▶ **Material for the task**
□ □ □ □ □ □ □
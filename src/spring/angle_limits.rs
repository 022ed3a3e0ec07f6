//! 角度限制
//!
//! 在 pivot 的 (side, up, forward) 基下约束骨骼方向：
//! 先用软弹簧把角度拉向 0，再硬夹到 [min, max]。

use glam::Vec3;

use crate::math::{angle_vector, project_onto};

/// 投影长度低于此值时不做约束（方向不确定）
const MIN_PROJECTION_LENGTH: f32 = 1e-6;

/// 单轴角度限制（度）
#[derive(Clone, Copy, Debug, Default, PartialEq)]
pub struct AngleLimits {
    pub active: bool,
    /// 下限，[-180, 0]
    pub min: f32,
    /// 上限，[0, 180]
    pub max: f32,
}

impl AngleLimits {
    pub fn new(min: f32, max: f32) -> Self {
        Self {
            active: true,
            min: min.clamp(-180.0, 0.0),
            max: max.clamp(0.0, 180.0),
        }
    }

    /// 上下限均为有限值且 min <= max
    pub fn is_valid(&self) -> bool {
        self.min.is_finite() && self.max.is_finite() && self.min <= self.max
    }

    pub fn copy_to(&self, target: &mut AngleLimits) {
        *target = *self;
    }

    /// 约束向量
    ///
    /// 返回修正后的向量，以及硬限制是否改变了软弹簧之后的角度。
    /// 上下限无效时原样返回。
    pub fn constrain(
        &self,
        side: Vec3,
        up: Vec3,
        forward: Vec3,
        stiffness: f32,
        dt: f32,
        vector: Vec3,
    ) -> (Vec3, bool) {
        if !self.is_valid() {
            return (vector, false);
        }

        let up_projection = project_onto(vector, up);
        let projection = vector - up_projection;
        let projection_length = projection.length();
        if projection_length <= MIN_PROJECTION_LENGTH {
            return (vector, false);
        }

        // 浮点误差可能让 sin 略超出 [-1, 1]
        let sine = (projection / projection_length).dot(side).clamp(-1.0, 1.0);

        let mut angle = sine.asin().to_degrees();
        angle += -angle * stiffness * dt * dt;

        let spring_angle = angle;
        let angle = angle.clamp(self.min, self.max);

        let new_projection = angle_vector(side, forward, angle) * projection_length;
        (new_projection + up_projection, angle != spring_angle)
    }
}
□ □ □ □ □ □ □
▶ **Directions for this task**
Determine the number of lines in the entries that hold "sine". Reply with that number only.

▶ **Written answer**
2